++++ Given information
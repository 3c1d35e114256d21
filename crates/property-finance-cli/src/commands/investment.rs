use clap::Args;
use rust_decimal::Decimal;
use serde_json::Value;

use property_finance_core::real_estate::investment::{self, InvestmentParameters};
use property_finance_core::real_estate::returns::{
    self, AcquisitionScreenInput, FinancingAssumptions, InvestmentType, MarketAssumptions,
    TotalReturnInput,
};
use property_finance_core::time_value::IrrConfig;

use crate::input;

/// Arguments for the full buy-and-hold analysis
#[derive(Args)]
#[command(allow_hyphen_values = true)]
pub struct AnalyzeArgs {
    /// Purchase price
    #[arg(long)]
    pub property_value: Option<Decimal>,

    /// Down payment as a fraction of price (e.g. 0.20)
    #[arg(long, alias = "down")]
    pub down_payment: Option<Decimal>,

    /// Loan term in years
    #[arg(long)]
    pub loan_term: Option<u32>,

    /// Nominal annual mortgage rate (e.g. 0.05)
    #[arg(long)]
    pub interest_rate: Option<Decimal>,

    /// Gross monthly rent
    #[arg(long)]
    pub monthly_rent: Option<Decimal>,

    /// Annual property tax as a fraction of value
    #[arg(long, default_value = "0.01")]
    pub property_tax_rate: Decimal,

    /// Annual maintenance as a fraction of value
    #[arg(long, default_value = "0.01")]
    pub maintenance_rate: Decimal,

    /// Annual insurance cost
    #[arg(long, default_value = "0")]
    pub insurance: Decimal,

    /// Management fee as a fraction of rent
    #[arg(long, default_value = "0")]
    pub management_fee: Decimal,

    /// Vacancy as a fraction of rent
    #[arg(long, default_value = "0.05")]
    pub vacancy_rate: Decimal,

    /// Holding periods in years, comma separated (default 5,10,20)
    #[arg(long, value_delimiter = ',')]
    pub horizons: Vec<u32>,

    /// Discount rates, comma separated (default 0.05,0.08,0.10)
    #[arg(long, value_delimiter = ',')]
    pub discount_rates: Vec<Decimal>,

    /// Closing costs as a fraction of price
    #[arg(long, default_value = "0")]
    pub closing_costs: Decimal,

    /// Annual rent growth
    #[arg(long, default_value = "0")]
    pub rent_growth: Decimal,

    /// Annual growth of tax, maintenance and insurance
    #[arg(long, default_value = "0")]
    pub expense_growth: Decimal,

    /// Path to JSON/YAML input file (overrides individual flags)
    #[arg(long)]
    pub input: Option<String>,
}

/// Arguments for the total-return calculator
#[derive(Args)]
#[command(allow_hyphen_values = true)]
pub struct TotalReturnArgs {
    #[arg(long)]
    pub property_value: Option<Decimal>,

    /// Holding period in years
    #[arg(long)]
    pub years: Option<u32>,

    /// Equity invested (default 20% of value)
    #[arg(long)]
    pub initial_investment: Option<Decimal>,

    /// Annual rental income (default 8% of value)
    #[arg(long)]
    pub rental_income: Option<Decimal>,

    /// Annual expenses (default 30% of rental income)
    #[arg(long)]
    pub expenses: Option<Decimal>,

    /// Annual appreciation (default 0.03)
    #[arg(long)]
    pub appreciation: Option<Decimal>,

    /// Path to JSON/YAML input file
    #[arg(long)]
    pub input: Option<String>,
}

/// Arguments for the quick acquisition screen
#[derive(Args)]
pub struct ScreenArgs {
    #[arg(long)]
    pub property_value: Option<Decimal>,

    /// Analysis period in years
    #[arg(long, default_value = "10")]
    pub years: u32,

    /// Gross rental yield (e.g. 0.08)
    #[arg(long)]
    pub rental_yield: Option<Decimal>,

    /// Path to JSON/YAML input file with financing and market assumptions
    #[arg(long)]
    pub input: Option<String>,
}

pub fn run_analyze(args: AnalyzeArgs) -> Result<Value, Box<dyn std::error::Error>> {
    let params: InvestmentParameters = match input::load(args.input.as_deref())? {
        Some(params) => params,
        None => InvestmentParameters {
            property_value: args
                .property_value
                .ok_or("--property-value is required (or provide --input)")?,
            down_payment_fraction: args
                .down_payment
                .ok_or("--down-payment is required (or provide --input)")?,
            loan_term_years: args
                .loan_term
                .ok_or("--loan-term is required (or provide --input)")?,
            annual_interest_rate: args
                .interest_rate
                .ok_or("--interest-rate is required (or provide --input)")?,
            monthly_rent: args
                .monthly_rent
                .ok_or("--monthly-rent is required (or provide --input)")?,
            property_tax_rate: args.property_tax_rate,
            maintenance_rate: args.maintenance_rate,
            insurance_cost_annual: args.insurance,
            management_fee_fraction: args.management_fee,
            vacancy_rate: args.vacancy_rate,
            analysis_horizons_years: if args.horizons.is_empty() {
                investment::default_horizons()
            } else {
                args.horizons
            },
            discount_rates: if args.discount_rates.is_empty() {
                investment::default_discount_rates()
            } else {
                args.discount_rates
            },
            closing_cost_fraction: args.closing_costs,
            rent_growth_rate: args.rent_growth,
            expense_growth_rate: args.expense_growth,
            irr: IrrConfig::default(),
        },
    };

    let result = investment::analyze_investment(&params)?;
    Ok(serde_json::to_value(result)?)
}

pub fn run_total_return(args: TotalReturnArgs) -> Result<Value, Box<dyn std::error::Error>> {
    let total_input: TotalReturnInput = match input::load(args.input.as_deref())? {
        Some(data) => data,
        None => TotalReturnInput {
            property_value: args
                .property_value
                .ok_or("--property-value is required (or provide --input)")?,
            holding_period_years: args
                .years
                .ok_or("--years is required (or provide --input)")?,
            initial_investment: args.initial_investment,
            annual_rental_income: args.rental_income,
            annual_expenses: args.expenses,
            appreciation_rate: args.appreciation,
        },
    };

    let result = returns::calculate_total_return(&total_input)?;
    Ok(serde_json::to_value(result)?)
}

pub fn run_screen(args: ScreenArgs) -> Result<Value, Box<dyn std::error::Error>> {
    let screen_input: AcquisitionScreenInput = match input::load(args.input.as_deref())? {
        Some(data) => data,
        None => {
            let mut market = MarketAssumptions::default();
            if let Some(rental_yield) = args.rental_yield {
                market.rental_yield = rental_yield;
            }
            AcquisitionScreenInput {
                property_value: args
                    .property_value
                    .ok_or("--property-value is required (or provide --input)")?,
                investment_type: InvestmentType::default(),
                financing: FinancingAssumptions::default(),
                market,
                analysis_period_years: args.years,
            }
        }
    };

    let result = returns::screen_acquisition(&screen_input)?;
    Ok(serde_json::to_value(result)?)
}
++++++++
◆ Your instructions ◆
Only the lines above from the one with "pub fn run_analyze(args: AnalyzeArgs)" up to and including the one with "annual_interest_rate: args" should be repeated, exactly as written.

◆ Solution to this exercise ◆
pub fn run_analyze(args: AnalyzeArgs) -> Result<Value, Box<dyn std::error::Error>> {
    let params: InvestmentParameters = match input::load(args.input.as_deref())? {
        Some(params) => params,
        None => InvestmentParameters {
            property_value: args
                .property_value
                .ok_or("--property-value is required (or provide --input)")?,
            down_payment_fraction: args
                .down_payment
                .ok_or("--down-payment is required (or provide --input)")?,
            loan_term_years: args
                .loan_term
                .ok_or("--loan-term is required (or provide --input)")?,
            annual_interest_rate: args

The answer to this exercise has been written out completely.